WHAT YOU SHOULD DO
Using the data below, count the lines where "that" appears, and answer with the number alone.

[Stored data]
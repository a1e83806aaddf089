//! Database handle
//!
//! A [`Database`] owns exactly one storage connection together with the
//! transaction state of that connection. It is `Send` but not `Sync`: move it
//! to another thread if needed, but open one handle per thread for concurrent
//! work.

use std::sync::Arc;

use crate::catalog::entity::Entity;
use crate::catalog::schema_management::{LiveColumn, Policy, SchemaReconciler};
use crate::catalog::table::Table;
use crate::common::config::DatabaseConfig;
use crate::common::logging::{LogFacade, LogSink};
use crate::query::executor::engine::ExecutionEngine;
use crate::query::executor::result::{QueryError, QueryResult};
use crate::query::handle::Query;
use crate::transaction::TransactionManager;

pub struct Database {
    engine: ExecutionEngine,
    transactions: TransactionManager,
}

impl Database {
    /// Open a database whose events go to the `log` facade
    pub fn open(config: &DatabaseConfig) -> QueryResult<Self> {
        Self::open_with_log(config, Arc::new(LogFacade))
    }

    /// Open a database whose events go to the given sink
    pub fn open_with_log(config: &DatabaseConfig, log: Arc<dyn LogSink>) -> QueryResult<Self> {
        Ok(Database {
            engine: ExecutionEngine::open(config, log)?,
            transactions: TransactionManager::new(),
        })
    }

    pub fn engine(&self) -> &ExecutionEngine {
        &self.engine
    }

    pub fn transactions(&self) -> &TransactionManager {
        &self.transactions
    }

    /// Create or reconcile the table for `T` under `policy` and return its handle
    pub fn create<T: Entity>(&self, policy: Policy) -> QueryResult<Query<'_, T>> {
        let table = Table::resolve::<T>()?;
        self.reconciler().create_or_reconcile(&table, policy)?;
        Ok(Query::new(self, table))
    }

    /// Like [`Database::create`], with `primary_key` overriding the declared key.
    ///
    /// The override lives only in the returned handle. [`Database::table`] and
    /// joins that reach `T` as a child keep using the declared key, which also
    /// decides how joined children are told apart. Keep the returned handle for
    /// queries that depend on the override.
    pub fn create_with_primary_key<T: Entity>(&self, primary_key: &[&str], policy: Policy) -> QueryResult<Query<'_, T>> {
        let table = Table::resolve_with_primary_key::<T>(primary_key)?;
        self.reconciler().create_or_reconcile(&table, policy)?;
        Ok(Query::new(self, table))
    }

    /// Handle on the table for `T`. The table itself is not checked.
    pub fn table<T: Entity>(&self) -> QueryResult<Query<'_, T>> {
        Ok(Query::new(self, Table::resolve::<T>()?))
    }

    /// Run `body` as one atomic unit, returning its value on commit
    pub fn run_in_transaction<R, E, F>(&self, body: F) -> Result<R, E>
    where
        F: FnOnce() -> Result<R, E>,
        E: From<QueryError>,
    {
        self.transactions.run(&self.engine, body)
    }

    /// Columns of `table_name` as the storage engine has them
    pub fn live_columns(&self, table_name: &str) -> QueryResult<Vec<LiveColumn>> {
        self.reconciler().live_columns(table_name)
    }

    pub fn table_exists(&self, table_name: &str) -> QueryResult<bool> {
        self.reconciler().table_exists(table_name)
    }

    /// Flush the injected log sink
    pub fn flush_log(&self) {
        self.engine.log().flush();
    }

    fn reconciler(&self) -> SchemaReconciler<'_> {
        SchemaReconciler::new(&self.engine, &self.transactions)
    }
}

ANSWER TO THE EXERCISE
3